Source records

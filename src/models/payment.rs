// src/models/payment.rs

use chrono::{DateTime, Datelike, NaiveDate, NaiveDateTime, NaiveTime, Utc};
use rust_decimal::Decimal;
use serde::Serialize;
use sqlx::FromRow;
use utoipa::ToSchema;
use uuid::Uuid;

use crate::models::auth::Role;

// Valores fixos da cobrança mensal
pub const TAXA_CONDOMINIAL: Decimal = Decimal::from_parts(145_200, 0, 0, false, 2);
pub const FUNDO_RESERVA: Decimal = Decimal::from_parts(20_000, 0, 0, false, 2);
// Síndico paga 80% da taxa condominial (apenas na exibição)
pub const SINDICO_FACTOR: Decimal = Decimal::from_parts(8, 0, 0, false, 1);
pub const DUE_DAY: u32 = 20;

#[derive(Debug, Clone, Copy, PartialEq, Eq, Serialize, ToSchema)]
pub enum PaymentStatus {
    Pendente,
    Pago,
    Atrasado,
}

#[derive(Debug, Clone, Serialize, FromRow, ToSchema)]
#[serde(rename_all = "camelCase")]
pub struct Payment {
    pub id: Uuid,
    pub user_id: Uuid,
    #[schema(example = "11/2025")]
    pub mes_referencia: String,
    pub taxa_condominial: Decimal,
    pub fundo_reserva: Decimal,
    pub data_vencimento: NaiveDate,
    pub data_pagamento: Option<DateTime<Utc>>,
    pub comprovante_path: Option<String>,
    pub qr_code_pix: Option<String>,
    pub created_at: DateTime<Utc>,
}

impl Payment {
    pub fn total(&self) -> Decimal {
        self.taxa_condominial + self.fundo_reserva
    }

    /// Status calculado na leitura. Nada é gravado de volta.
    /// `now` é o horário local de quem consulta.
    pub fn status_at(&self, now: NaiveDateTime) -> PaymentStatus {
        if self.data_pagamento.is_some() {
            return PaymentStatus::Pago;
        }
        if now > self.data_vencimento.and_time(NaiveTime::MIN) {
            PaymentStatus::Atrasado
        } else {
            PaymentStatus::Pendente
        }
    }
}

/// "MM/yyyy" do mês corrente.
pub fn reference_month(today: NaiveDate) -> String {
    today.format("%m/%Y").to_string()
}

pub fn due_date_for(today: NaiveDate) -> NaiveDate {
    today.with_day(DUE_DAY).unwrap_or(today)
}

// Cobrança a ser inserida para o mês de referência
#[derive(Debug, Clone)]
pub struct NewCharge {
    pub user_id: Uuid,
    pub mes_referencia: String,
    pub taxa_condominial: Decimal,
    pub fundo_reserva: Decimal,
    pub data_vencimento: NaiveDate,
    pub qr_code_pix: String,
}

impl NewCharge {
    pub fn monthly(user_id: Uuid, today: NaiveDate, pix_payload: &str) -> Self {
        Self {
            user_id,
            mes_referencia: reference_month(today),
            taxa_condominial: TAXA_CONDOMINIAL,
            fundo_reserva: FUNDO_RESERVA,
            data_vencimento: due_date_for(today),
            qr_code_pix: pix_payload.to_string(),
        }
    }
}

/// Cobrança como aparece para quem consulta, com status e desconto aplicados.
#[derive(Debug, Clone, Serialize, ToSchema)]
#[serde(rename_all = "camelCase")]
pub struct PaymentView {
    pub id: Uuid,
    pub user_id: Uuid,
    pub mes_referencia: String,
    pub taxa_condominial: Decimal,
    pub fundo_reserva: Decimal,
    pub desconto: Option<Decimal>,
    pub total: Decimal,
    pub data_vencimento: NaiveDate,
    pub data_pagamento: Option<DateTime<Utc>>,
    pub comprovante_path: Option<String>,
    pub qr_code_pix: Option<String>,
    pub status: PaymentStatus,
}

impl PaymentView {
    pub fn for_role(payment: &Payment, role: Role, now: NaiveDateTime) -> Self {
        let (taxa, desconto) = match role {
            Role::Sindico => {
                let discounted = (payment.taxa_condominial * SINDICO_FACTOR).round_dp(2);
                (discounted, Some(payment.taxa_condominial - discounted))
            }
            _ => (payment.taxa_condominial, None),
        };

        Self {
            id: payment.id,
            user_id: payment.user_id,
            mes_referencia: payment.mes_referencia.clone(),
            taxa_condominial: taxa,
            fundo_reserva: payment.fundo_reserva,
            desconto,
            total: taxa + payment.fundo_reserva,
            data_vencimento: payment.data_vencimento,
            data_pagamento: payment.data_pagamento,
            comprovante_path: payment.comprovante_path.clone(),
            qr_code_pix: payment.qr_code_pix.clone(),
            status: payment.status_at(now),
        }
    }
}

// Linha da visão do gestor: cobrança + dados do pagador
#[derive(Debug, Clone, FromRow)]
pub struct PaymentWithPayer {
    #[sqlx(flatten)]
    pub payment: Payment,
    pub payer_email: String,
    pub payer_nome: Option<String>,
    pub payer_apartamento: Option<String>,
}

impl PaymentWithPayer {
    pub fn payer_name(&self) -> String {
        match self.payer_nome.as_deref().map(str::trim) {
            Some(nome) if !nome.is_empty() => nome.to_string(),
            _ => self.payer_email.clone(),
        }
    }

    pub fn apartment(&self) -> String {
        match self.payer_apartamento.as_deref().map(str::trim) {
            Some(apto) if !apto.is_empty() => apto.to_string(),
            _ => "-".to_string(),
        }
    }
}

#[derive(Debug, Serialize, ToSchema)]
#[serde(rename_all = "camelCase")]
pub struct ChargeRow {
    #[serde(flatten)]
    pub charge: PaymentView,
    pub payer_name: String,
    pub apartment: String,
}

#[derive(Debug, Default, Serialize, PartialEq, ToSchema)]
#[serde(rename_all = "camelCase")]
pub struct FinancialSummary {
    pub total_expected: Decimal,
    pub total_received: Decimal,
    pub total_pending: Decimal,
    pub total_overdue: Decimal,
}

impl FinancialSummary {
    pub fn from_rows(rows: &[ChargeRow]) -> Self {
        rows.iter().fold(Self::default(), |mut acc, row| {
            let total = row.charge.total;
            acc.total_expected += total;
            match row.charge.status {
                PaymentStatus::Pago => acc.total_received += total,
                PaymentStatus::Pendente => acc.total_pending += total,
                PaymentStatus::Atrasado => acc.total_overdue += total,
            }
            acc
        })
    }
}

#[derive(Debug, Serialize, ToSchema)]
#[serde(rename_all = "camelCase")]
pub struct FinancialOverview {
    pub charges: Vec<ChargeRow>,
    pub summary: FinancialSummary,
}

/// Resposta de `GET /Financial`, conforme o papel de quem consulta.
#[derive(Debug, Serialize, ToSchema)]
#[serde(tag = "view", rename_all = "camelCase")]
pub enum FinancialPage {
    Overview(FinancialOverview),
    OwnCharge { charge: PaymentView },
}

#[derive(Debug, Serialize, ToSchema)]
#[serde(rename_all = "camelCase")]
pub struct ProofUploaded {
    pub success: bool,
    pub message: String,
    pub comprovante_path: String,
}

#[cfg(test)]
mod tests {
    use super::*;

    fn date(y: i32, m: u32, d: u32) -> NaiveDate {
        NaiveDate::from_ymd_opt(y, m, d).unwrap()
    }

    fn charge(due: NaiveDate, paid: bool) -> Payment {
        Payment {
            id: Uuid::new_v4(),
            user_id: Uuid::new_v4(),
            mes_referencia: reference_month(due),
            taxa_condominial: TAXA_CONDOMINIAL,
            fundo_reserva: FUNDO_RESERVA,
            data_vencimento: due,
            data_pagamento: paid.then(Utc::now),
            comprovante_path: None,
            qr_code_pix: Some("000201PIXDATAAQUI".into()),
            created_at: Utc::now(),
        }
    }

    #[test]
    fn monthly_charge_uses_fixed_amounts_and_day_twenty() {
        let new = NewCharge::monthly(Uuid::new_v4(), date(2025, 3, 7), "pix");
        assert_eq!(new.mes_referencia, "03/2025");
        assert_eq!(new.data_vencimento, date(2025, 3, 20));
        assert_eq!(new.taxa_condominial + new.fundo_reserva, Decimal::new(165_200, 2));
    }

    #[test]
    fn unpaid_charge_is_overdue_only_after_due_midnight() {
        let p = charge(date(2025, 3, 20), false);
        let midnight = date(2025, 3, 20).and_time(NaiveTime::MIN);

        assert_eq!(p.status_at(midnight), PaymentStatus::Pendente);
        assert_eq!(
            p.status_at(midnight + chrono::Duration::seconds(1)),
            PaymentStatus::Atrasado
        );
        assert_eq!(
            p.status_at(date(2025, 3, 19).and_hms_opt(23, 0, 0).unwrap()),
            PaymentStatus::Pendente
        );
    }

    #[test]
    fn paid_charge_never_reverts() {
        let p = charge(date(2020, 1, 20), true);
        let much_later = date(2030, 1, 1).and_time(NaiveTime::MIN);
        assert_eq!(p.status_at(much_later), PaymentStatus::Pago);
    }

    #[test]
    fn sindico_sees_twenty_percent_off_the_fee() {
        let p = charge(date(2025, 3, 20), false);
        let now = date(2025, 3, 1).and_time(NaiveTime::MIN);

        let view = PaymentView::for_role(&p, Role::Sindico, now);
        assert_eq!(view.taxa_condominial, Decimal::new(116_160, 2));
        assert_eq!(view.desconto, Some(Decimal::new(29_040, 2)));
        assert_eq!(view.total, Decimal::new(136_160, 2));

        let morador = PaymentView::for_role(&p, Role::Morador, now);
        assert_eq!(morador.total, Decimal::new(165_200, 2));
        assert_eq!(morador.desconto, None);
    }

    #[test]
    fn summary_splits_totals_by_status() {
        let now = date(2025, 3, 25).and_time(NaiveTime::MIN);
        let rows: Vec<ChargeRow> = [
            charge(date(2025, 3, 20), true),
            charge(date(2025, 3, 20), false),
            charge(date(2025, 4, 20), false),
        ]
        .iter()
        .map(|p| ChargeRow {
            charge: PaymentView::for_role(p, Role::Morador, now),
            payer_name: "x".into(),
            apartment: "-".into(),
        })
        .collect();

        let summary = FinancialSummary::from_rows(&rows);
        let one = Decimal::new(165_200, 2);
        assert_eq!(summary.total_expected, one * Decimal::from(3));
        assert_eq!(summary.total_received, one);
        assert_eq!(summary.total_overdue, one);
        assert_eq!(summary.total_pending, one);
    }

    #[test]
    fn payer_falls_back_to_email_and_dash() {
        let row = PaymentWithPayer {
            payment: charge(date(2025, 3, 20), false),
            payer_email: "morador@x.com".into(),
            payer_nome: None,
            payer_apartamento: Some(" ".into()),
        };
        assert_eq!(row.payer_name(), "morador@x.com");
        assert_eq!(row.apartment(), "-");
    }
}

...

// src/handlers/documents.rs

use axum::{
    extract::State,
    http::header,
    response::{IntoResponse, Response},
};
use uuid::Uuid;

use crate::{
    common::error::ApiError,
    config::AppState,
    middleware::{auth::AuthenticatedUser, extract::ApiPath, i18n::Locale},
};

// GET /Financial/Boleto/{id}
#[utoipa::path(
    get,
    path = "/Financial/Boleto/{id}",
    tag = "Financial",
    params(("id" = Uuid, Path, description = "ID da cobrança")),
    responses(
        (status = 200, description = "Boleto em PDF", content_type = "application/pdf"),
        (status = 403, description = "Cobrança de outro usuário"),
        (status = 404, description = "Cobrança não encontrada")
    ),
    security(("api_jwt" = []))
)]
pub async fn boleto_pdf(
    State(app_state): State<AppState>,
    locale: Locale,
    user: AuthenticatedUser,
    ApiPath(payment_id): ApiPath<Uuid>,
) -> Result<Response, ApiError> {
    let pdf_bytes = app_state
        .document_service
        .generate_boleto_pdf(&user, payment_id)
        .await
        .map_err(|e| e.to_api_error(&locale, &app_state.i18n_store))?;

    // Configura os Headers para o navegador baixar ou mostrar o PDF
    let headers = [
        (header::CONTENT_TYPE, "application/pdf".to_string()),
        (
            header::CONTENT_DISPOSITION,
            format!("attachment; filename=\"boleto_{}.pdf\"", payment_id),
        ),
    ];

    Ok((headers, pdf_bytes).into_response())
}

* * *

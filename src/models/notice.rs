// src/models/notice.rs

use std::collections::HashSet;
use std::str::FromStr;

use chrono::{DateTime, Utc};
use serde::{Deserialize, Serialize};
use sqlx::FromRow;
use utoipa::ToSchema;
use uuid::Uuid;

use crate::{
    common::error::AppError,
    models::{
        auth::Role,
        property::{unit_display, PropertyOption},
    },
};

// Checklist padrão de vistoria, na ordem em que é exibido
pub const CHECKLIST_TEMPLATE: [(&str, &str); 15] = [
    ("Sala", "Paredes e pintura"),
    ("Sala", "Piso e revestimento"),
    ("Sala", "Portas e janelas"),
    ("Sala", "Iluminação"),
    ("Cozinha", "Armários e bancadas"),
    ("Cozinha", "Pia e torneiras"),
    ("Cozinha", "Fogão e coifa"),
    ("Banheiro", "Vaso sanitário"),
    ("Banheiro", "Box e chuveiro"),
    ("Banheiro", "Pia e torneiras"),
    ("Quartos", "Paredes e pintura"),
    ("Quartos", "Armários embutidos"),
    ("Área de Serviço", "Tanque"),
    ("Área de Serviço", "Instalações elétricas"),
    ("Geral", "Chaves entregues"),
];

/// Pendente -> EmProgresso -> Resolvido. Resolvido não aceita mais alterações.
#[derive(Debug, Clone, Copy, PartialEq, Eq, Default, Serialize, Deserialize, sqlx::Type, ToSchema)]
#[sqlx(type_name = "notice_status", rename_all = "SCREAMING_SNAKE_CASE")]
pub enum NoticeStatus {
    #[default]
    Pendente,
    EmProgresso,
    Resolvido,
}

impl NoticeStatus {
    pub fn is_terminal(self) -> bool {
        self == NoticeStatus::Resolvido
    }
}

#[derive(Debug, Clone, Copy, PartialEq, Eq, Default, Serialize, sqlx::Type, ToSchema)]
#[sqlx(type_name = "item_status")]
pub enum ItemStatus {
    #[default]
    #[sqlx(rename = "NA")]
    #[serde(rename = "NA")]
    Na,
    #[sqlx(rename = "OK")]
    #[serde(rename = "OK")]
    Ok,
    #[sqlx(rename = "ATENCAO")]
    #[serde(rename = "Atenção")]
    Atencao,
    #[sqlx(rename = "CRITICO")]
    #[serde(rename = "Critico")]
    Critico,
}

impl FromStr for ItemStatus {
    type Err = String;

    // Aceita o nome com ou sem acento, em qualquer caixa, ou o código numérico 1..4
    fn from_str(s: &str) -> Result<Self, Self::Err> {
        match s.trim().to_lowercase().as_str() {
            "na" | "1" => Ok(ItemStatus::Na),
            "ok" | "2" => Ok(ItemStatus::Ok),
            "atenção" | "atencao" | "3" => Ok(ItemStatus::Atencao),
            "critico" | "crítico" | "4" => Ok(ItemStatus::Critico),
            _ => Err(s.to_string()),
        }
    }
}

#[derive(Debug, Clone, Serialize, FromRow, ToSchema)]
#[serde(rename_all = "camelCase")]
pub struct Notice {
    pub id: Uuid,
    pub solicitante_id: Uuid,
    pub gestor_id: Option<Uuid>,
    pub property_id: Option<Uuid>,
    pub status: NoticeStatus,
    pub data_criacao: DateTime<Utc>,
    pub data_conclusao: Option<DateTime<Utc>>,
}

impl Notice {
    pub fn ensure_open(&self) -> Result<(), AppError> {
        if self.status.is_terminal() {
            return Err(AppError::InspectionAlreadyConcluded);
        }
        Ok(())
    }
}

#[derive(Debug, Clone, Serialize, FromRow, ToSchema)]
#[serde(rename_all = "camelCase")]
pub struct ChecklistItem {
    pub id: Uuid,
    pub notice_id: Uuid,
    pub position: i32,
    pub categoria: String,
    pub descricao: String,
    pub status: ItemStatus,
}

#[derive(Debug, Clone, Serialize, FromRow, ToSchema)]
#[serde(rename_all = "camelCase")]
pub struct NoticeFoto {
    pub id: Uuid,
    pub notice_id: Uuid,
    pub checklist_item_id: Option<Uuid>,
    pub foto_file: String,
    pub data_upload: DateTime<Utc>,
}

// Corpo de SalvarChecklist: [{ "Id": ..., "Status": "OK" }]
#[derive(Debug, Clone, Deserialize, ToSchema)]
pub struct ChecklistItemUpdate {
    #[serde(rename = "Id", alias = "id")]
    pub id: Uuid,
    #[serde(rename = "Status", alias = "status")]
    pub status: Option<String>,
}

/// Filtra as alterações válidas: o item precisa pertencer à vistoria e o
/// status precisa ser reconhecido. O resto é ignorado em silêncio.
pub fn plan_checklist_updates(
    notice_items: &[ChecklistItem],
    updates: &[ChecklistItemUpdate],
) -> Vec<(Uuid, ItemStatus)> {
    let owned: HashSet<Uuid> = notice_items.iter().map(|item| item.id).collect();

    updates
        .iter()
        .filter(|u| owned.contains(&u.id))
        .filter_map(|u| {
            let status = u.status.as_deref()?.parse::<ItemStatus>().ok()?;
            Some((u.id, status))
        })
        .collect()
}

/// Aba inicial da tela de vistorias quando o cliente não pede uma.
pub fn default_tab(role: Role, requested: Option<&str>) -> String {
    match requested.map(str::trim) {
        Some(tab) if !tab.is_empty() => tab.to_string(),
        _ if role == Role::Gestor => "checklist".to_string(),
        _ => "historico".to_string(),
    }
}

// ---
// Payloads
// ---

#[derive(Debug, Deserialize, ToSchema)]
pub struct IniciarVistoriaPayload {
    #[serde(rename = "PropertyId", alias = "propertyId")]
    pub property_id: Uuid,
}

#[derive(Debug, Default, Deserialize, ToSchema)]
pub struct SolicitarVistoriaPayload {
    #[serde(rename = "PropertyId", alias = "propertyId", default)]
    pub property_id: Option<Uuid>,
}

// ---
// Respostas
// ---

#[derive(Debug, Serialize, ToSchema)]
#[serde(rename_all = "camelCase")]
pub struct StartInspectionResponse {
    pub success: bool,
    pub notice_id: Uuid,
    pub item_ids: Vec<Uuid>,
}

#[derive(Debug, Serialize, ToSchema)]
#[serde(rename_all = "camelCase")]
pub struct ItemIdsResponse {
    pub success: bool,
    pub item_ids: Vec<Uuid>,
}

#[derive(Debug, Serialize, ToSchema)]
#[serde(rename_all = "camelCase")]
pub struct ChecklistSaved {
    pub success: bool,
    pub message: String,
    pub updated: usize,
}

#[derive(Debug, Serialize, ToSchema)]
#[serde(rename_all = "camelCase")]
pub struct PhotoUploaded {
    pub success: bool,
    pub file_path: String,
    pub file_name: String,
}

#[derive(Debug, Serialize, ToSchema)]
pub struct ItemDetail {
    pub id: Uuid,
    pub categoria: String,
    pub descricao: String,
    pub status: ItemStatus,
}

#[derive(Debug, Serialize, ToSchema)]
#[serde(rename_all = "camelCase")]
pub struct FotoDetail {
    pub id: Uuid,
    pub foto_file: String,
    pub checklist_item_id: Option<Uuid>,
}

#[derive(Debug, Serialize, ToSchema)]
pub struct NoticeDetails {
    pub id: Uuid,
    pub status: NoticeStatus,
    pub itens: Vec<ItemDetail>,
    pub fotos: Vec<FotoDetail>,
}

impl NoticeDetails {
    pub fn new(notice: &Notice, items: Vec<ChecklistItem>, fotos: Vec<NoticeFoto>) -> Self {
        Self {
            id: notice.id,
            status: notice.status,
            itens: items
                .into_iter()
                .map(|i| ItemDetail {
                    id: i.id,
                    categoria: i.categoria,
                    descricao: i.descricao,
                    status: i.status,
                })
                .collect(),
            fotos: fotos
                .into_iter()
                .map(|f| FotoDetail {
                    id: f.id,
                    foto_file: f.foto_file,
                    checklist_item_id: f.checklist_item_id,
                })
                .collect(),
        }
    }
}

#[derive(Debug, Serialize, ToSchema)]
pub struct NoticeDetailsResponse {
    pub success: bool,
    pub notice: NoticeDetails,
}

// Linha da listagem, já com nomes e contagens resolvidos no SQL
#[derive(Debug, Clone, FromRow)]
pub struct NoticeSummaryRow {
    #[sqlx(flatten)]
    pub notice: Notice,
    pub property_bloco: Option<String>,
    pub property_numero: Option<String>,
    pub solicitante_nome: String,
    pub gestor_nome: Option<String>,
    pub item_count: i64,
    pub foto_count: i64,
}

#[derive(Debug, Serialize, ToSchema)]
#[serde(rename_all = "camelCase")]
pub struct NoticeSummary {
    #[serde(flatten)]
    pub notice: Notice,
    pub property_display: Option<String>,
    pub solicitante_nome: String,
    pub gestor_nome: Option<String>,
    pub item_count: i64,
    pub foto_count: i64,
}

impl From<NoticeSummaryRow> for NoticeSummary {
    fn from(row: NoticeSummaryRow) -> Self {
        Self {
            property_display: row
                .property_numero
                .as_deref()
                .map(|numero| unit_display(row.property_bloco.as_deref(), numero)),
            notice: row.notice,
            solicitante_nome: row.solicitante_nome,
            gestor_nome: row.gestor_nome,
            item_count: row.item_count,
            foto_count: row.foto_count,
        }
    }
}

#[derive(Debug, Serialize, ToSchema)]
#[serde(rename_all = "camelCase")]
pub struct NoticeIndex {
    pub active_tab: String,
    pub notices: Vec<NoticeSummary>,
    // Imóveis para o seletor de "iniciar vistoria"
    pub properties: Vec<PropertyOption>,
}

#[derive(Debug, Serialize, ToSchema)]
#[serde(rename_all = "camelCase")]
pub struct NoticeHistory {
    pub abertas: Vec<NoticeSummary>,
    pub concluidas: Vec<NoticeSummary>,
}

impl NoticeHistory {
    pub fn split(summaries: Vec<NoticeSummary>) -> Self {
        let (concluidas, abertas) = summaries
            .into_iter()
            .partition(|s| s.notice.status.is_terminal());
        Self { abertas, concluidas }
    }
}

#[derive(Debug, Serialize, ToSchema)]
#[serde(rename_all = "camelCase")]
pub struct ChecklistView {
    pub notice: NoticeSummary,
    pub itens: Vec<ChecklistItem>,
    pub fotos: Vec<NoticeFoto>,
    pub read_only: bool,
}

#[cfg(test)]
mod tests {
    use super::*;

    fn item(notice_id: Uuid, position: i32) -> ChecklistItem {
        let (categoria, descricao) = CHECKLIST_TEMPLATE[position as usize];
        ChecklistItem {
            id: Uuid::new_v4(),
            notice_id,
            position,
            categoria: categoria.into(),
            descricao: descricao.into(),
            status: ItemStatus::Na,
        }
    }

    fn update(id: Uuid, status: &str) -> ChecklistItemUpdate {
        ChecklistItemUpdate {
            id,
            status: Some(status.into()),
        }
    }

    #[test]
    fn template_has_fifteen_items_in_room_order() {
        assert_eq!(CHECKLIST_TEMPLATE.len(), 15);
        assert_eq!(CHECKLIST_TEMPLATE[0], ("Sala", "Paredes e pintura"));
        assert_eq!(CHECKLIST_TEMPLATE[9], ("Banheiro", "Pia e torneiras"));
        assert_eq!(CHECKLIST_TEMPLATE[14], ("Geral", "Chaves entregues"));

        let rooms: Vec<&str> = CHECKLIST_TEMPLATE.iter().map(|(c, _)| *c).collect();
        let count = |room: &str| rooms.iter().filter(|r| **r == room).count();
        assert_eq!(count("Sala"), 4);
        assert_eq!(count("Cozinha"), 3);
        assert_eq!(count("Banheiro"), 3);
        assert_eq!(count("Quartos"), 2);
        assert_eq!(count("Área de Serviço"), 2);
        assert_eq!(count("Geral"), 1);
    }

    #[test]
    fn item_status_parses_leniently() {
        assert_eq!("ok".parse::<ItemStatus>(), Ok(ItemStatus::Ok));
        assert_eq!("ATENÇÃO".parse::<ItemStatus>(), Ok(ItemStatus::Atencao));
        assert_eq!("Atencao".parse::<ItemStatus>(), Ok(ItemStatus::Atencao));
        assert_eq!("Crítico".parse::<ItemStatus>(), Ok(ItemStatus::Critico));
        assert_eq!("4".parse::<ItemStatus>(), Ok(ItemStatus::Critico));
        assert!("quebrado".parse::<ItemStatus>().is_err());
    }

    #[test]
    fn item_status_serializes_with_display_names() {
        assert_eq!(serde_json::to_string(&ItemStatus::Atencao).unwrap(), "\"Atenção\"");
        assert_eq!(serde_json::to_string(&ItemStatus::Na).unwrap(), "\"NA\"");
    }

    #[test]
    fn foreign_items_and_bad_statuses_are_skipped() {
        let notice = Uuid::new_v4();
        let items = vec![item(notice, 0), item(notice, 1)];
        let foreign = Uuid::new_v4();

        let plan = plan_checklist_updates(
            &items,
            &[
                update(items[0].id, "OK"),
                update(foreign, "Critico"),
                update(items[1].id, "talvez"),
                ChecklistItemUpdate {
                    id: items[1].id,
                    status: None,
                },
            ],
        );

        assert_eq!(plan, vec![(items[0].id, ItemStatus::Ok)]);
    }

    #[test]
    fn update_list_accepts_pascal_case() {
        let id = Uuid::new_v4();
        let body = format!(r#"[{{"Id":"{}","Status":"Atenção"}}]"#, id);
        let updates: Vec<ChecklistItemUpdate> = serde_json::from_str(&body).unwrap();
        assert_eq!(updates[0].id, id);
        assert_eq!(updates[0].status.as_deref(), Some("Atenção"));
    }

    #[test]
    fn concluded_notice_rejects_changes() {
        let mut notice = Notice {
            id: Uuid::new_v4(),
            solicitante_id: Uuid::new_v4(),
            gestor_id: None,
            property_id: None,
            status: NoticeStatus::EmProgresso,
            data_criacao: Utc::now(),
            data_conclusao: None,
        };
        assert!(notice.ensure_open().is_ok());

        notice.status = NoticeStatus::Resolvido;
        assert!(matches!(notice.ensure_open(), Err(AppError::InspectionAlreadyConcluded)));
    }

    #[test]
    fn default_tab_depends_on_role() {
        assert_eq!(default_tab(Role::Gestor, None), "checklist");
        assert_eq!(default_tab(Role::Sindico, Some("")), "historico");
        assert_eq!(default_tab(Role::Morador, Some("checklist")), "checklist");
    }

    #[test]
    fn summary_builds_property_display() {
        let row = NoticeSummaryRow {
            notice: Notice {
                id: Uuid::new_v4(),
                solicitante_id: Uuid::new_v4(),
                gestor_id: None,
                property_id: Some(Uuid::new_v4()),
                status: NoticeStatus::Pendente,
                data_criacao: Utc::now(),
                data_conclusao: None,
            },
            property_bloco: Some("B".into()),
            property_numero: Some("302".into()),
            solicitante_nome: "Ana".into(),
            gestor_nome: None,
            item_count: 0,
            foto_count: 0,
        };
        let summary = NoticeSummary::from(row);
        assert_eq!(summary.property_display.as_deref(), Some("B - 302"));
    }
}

§ **Description of the task**
In the entries above, count each line containing the word "Deserialize" and reply with only the count.

§ **Exercise answer**
5